Infused Gin: In a quart Mason jar, or similar container, place about 8 to 10 slices of fresh cucumber and about a 2-inch piece of fresh ginger that has been peeled and sliced. Fill jar with Gin (any inexpensive gin works; I don’t recommend flavored or expensive gin). Allow to sit at room temperature for 24 hours then refrigerate. Good for 3 to 5 days with vegetable still in jar.
Simple Syrup: Place 1 cup sugar and 1 cup water in a sauce pan over medium heat. Stir occasionally until sugar dissolves and allow to simmer for 5 minutes. Take off heat and allow to cool. Transfer to a bottle or jar with a lid and refrigerate. Good for up to 3 weeks.
Mint Simple Syrup: Place 1 cup sugar and 1 cup water in a sauce pan over medium heat. Stir occasionally until sugar dissolves and allow to simmer for 5 minutes. Take off heat and add a bunch of mint (think size of parsley you buy at grocer) and steep for 15 minutes. Allow to cool and strain out the mint. Transfer to a bottle or jar with a lid and refrigerate. Good for up to 3 weeks.

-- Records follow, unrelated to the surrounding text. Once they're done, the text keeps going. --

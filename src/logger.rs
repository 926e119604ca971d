use std::fs::{self, File, OpenOptions};
use std::io::Write;
use std::path::PathBuf;
use std::time::{SystemTime, UNIX_EPOCH};

use anyhow::{Context, Result};
use log::{Level, LevelFilter, Metadata, Record};
use parking_lot::Mutex;

const MAX_LOG_BYTES: u64 = 256 * 1024;
const KEEP_ROTATIONS: usize = 3;

/// [`log::Log`] implementation writing to a size-rotated file under the logs
/// root. Warnings and errors are mirrored to stderr so a tethered shell sees
/// them live. Rotation renames the active file to `.1` and shifts older
/// rotations up, dropping the oldest past the keep count.
pub struct RotatingLogger {
    level: LevelFilter,
    max_bytes: u64,
    keep: usize,
    inner: Mutex<Inner>,
}

struct Inner {
    path: PathBuf,
    file: Option<File>,
    written: u64,
}

impl RotatingLogger {
    pub fn new(path: PathBuf, level: LevelFilter) -> Self {
        Self::with_limits(path, level, MAX_LOG_BYTES, KEEP_ROTATIONS)
    }

    fn with_limits(path: PathBuf, level: LevelFilter, max_bytes: u64, keep: usize) -> Self {
        Self {
            level,
            max_bytes,
            keep,
            inner: Mutex::new(Inner {
                path,
                file: None,
                written: 0,
            }),
        }
    }

    /// Installs this logger as the global [`log`] sink.
    pub fn install(self) -> Result<()> {
        log::set_max_level(self.level);
        log::set_boxed_logger(Box::new(self)).context("logger already installed")?;

        Ok(())
    }

    /// Log level from `RUST_LOG`, accepting a bare level name. Defaults to
    /// `info`.
    pub fn level_from_env() -> LevelFilter {
        match std::env::var("RUST_LOG").ok().as_deref() {
            Some("off") => LevelFilter::Off,
            Some("error") => LevelFilter::Error,
            Some("warn") => LevelFilter::Warn,
            Some("debug") => LevelFilter::Debug,
            Some("trace") => LevelFilter::Trace,
            _ => LevelFilter::Info,
        }
    }

    fn write_line(&self, line: &str) {
        let mut guard = self.inner.lock();
        let inner = &mut *guard;

        if inner.file.is_none() {
            inner.file = open_active(&inner.path, &mut inner.written);
        }

        let Some(file) = inner.file.as_mut() else {
            return;
        };

        if file.write_all(line.as_bytes()).is_ok() {
            inner.written += line.len() as u64;
        }

        if inner.written >= self.max_bytes {
            self.rotate_locked(inner);
        }
    }

    fn rotate_locked(&self, inner: &mut Inner) {
        inner.file = None;
        inner.written = 0;

        let rotated = |n: usize| {
            let mut path = inner.path.clone().into_os_string();
            path.push(format!(".{n}"));
            PathBuf::from(path)
        };

        let _ = fs::remove_file(rotated(self.keep));

        for n in (1..self.keep).rev() {
            let _ = fs::rename(rotated(n), rotated(n + 1));
        }

        let _ = fs::rename(&inner.path, rotated(1));
    }
}

fn open_active(path: &PathBuf, written: &mut u64) -> Option<File> {
    if let Some(dir) = path.parent() {
        fs::create_dir_all(dir).ok()?;
    }

    let file = OpenOptions::new().create(true).append(true).open(path).ok()?;
    *written = file.metadata().map(|meta| meta.len()).unwrap_or(0);

    Some(file)
}

impl log::Log for RotatingLogger {
    fn enabled(&self, metadata: &Metadata) -> bool {
        metadata.level() <= self.level
    }

    fn log(&self, record: &Record) {
        if !self.enabled(record.metadata()) {
            return;
        }

        let target = if record.target().is_empty() {
            record.module_path().unwrap_or_default()
        } else {
            record.target()
        };

        let now = SystemTime::now()
            .duration_since(UNIX_EPOCH)
            .unwrap_or_default();
        let line = format!(
            "{}.{:03} [{}] [{}] {}\n",
            now.as_secs(),
            now.subsec_millis(),
            record.level(),
            target,
            record.args()
        );

        if record.level() <= Level::Warn {
            eprint!("{line}");
        }

        self.write_line(&line);
    }

    fn flush(&self) {
        let mut inner = self.inner.lock();

        if let Some(file) = inner.file.as_mut() {
            let _ = file.flush();
        }
    }
}

#[cfg(test)]
mod tests {
    use super::*;
    use log::Log;

    fn record(msg: &str) -> String {
        msg.to_owned()
    }

    #[test]
    fn rotation_shifts_and_drops_oldest() {
        let dir = tempfile::tempdir().unwrap();
        let path = dir.path().join("core.log");
        let logger = RotatingLogger::with_limits(path.clone(), LevelFilter::Info, 64, 2);

        for n in 0..20 {
            logger.write_line(&format!("line number {n} with some padding\n"));
        }

        assert!(path.with_extension("log.1").exists());
        assert!(path.with_extension("log.2").exists());
        assert!(!path.with_extension("log.3").exists());
    }

    #[test]
    fn respects_level_filter() {
        let dir = tempfile::tempdir().unwrap();
        let path = dir.path().join("core.log");
        let logger = RotatingLogger::with_limits(path.clone(), LevelFilter::Warn, 1024, 2);

        logger.log(
            &Record::builder()
                .level(Level::Debug)
                .args(format_args!("{}", record("dropped")))
                .build(),
        );
        logger.flush();

        assert!(fs::read_to_string(&path).unwrap_or_default().is_empty());
    }
}
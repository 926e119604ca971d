use std::fmt::Write as _;
use std::fs;
use std::io;
use std::path::Path;

use indexmap::IndexMap;
use log::warn;

use crate::paths::Paths;
use crate::persist;

/// One resolved `key = value` binding inside a layer. A leading `-` on the
/// key in the source file marks the binding locked against menu edits.
#[derive(Debug, Clone, PartialEq, Eq)]
pub struct Entry {
    pub value: String,
    pub locked: bool,
}

#[derive(Debug, Default, Clone)]
pub struct Layer {
    pub label: String,
    pub entries: IndexMap<String, Entry>,
}

#[derive(Debug, PartialEq, Eq)]
pub struct ParseIssue {
    pub line: usize,
    pub text: String,
}

/// Parses the `key = value` config dialect: `#` comment lines, blank lines
/// ignored, CR/LF tolerant, trailing whitespace stripped. Malformed lines are
/// reported with their line number and skipped; they never abort the load.
pub fn parse(text: &str) -> (IndexMap<String, Entry>, Vec<ParseIssue>) {
    let mut entries: IndexMap<String, Entry> = IndexMap::new();
    let mut issues = Vec::new();

    for (index, raw) in text.lines().enumerate() {
        let line = raw.trim();

        if line.is_empty() || line.starts_with('#') {
            continue;
        }

        let Some((key, value)) = line.split_once('=') else {
            issues.push(ParseIssue {
                line: index + 1,
                text: raw.trim_end().to_owned(),
            });
            continue;
        };

        let mut key = key.trim();
        let value = value.trim();
        let locked = key.starts_with('-');

        if locked {
            key = key[1..].trim_start();
        }

        if key.is_empty() {
            issues.push(ParseIssue {
                line: index + 1,
                text: raw.trim_end().to_owned(),
            });
            continue;
        }

        // Later bindings overwrite earlier ones; the lock bit is sticky.
        let entry = entries.entry(key.to_owned()).or_insert(Entry {
            value: String::new(),
            locked: false,
        });
        entry.value = value.to_owned();
        entry.locked |= locked;
    }

    (entries, issues)
}

/// The six-layer option cascade, lowest priority first:
/// system, system-device, core default, core default-device, user rom,
/// user rom-device.
#[derive(Debug, Default)]
pub struct Cascade {
    layers: Vec<Layer>,
}

/// Number of layers below the user pair; `save_user` diffs against these.
const USER_LAYER: usize = 4;

impl Cascade {
    pub fn load(paths: &Paths) -> Self {
        let mut layers = Vec::new();

        for path in paths.config_layers() {
            let label = path.display().to_string();
            let text = match fs::read_to_string(&path) {
                Ok(text) => text,
                Err(err) if err.kind() == io::ErrorKind::NotFound => String::new(),
                Err(err) => {
                    warn!("config layer {label}: {err}");
                    String::new()
                }
            };

            let (entries, issues) = parse(&text);

            for issue in &issues {
                warn!("{label}:{}: unparsable line `{}`", issue.line, issue.text);
            }

            layers.push(Layer { label, entries });
        }

        Self { layers }
    }

    pub fn from_layers(layers: Vec<Layer>) -> Self {
        Self { layers }
    }

    /// Highest-priority value for `key`; the lock bit is the OR of the lock
    /// bits across every layer that defines it.
    pub fn effective(&self, key: &str) -> Option<(&str, bool)> {
        let locked = self
            .layers
            .iter()
            .filter_map(|layer| layer.entries.get(key))
            .any(|entry| entry.locked);
        let value = self
            .layers
            .iter()
            .rev()
            .find_map(|layer| layer.entries.get(key))?;

        Some((value.value.as_str(), locked))
    }

    /// What `key` resolves to when the user layers are ignored.
    fn resolved_below_user(&self, key: &str) -> Option<&str> {
        self.layers[..USER_LAYER.min(self.layers.len())]
            .iter()
            .rev()
            .find_map(|layer| layer.entries.get(key))
            .map(|entry| entry.value.as_str())
    }

    /// Writes the user layer: only keys whose value differs from the layers
    /// below, keeping `-` lock markers the user file already carried.
    pub fn save_user(
        &self,
        path: &Path,
        desired: &IndexMap<String, String>,
    ) -> io::Result<()> {
        let prior_user = self.layers.get(USER_LAYER);
        let mut out = String::new();

        for (key, value) in desired {
            let inherited = self.resolved_below_user(key);

            if inherited == Some(value.as_str()) {
                continue;
            }

            let locked = prior_user
                .and_then(|layer| layer.entries.get(key))
                .map(|entry| entry.locked)
                .unwrap_or(false);
            let prefix = if locked { "-" } else { "" };

            let _ = writeln!(out, "{prefix}{key} = {value}");
        }

        if out.is_empty() && !path.exists() {
            return Ok(());
        }

        persist::atomic_write(path, out.as_bytes())
    }
}

#[cfg(test)]
mod tests {
    use super::*;

    fn layer(label: &str, pairs: &[(&str, &str, bool)]) -> Layer {
        Layer {
            label: label.into(),
            entries: pairs
                .iter()
                .map(|(key, value, locked)| {
                    (
                        (*key).to_owned(),
                        Entry {
                            value: (*value).to_owned(),
                            locked: *locked,
                        },
                    )
                })
                .collect(),
        }
    }

    #[test]
    fn parses_comments_crlf_and_lock_prefix() {
        let (entries, issues) = parse("# comment\r\ncpu = Normal\r\n\r\n-scaling = Native  \r\n");

        assert!(issues.is_empty());
        assert_eq!(
            entries.get("cpu"),
            Some(&Entry {
                value: "Normal".into(),
                locked: false
            })
        );
        assert_eq!(
            entries.get("scaling"),
            Some(&Entry {
                value: "Native".into(),
                locked: true
            })
        );
    }

    #[test]
    fn malformed_line_reports_number_and_load_continues() {
        let (entries, issues) = parse("cpu = Normal\nbogus line\nsharpness = Soft\n");

        assert_eq!(issues, vec![ParseIssue {
            line: 2,
            text: "bogus line".into()
        }]);
        assert_eq!(entries.len(), 2);
    }

    #[test]
    fn higher_layer_wins_and_lock_is_or_of_layers() {
        // Mirrors a platform default being pinned by the device overlay.
        let cascade = Cascade::from_layers(vec![
            layer("base/default.cfg", &[("cpu", "Normal", false)]),
            layer("base/default-brick.cfg", &[("cpu", "Powersave", true)]),
        ]);

        assert_eq!(cascade.effective("cpu"), Some(("Powersave", true)));
    }

    #[test]
    fn lock_is_sticky_when_redefined_without_marker() {
        let cascade = Cascade::from_layers(vec![
            layer("low", &[("cpu", "Powersave", true)]),
            layer("high", &[("cpu", "Overclock", false)]),
        ]);

        assert_eq!(cascade.effective("cpu"), Some(("Overclock", true)));
    }

    #[test]
    fn save_user_writes_only_differences() {
        let dir = tempfile::tempdir().unwrap();
        let path = dir.path().join("rom.cfg");
        let cascade = Cascade::from_layers(vec![
            layer("system", &[("cpu", "Normal", false), ("scaling", "Aspect", false)]),
            Layer::default(),
            Layer::default(),
            Layer::default(),
            Layer::default(),
            Layer::default(),
        ]);

        let mut desired = IndexMap::new();
        desired.insert("cpu".to_owned(), "Normal".to_owned());
        desired.insert("scaling".to_owned(), "Native".to_owned());
        cascade.save_user(&path, &desired).unwrap();

        let written = fs::read_to_string(&path).unwrap();
        assert_eq!(written, "scaling = Native\n");
    }

    #[test]
    fn save_user_preserves_lock_markers() {
        let dir = tempfile::tempdir().unwrap();
        let path = dir.path().join("rom.cfg");
        let cascade = Cascade::from_layers(vec![
            Layer::default(),
            Layer::default(),
            Layer::default(),
            Layer::default(),
            layer("user", &[("cpu", "Powersave", true)]),
            Layer::default(),
        ]);

        let mut desired = IndexMap::new();
        desired.insert("cpu".to_owned(), "Powersave".to_owned());
        cascade.save_user(&path, &desired).unwrap();

        assert_eq!(fs::read_to_string(&path).unwrap(), "-cpu = Powersave\n");
    }
}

Ginger simple syrup: Place 1 cup of sugar and 1 cup of water in a saucepan over medium heat. Add about a teaspoon of whole black peppercorns and a 2-inch piece of ginger peeled and sliced thin. Bring to boil and then reduce heat to simmer for 20 to 30 minutes. Allow to cool and strain the liquid to remove pepper and ginger. Store in a jar or bottle refrigerated for up to 3 weeks.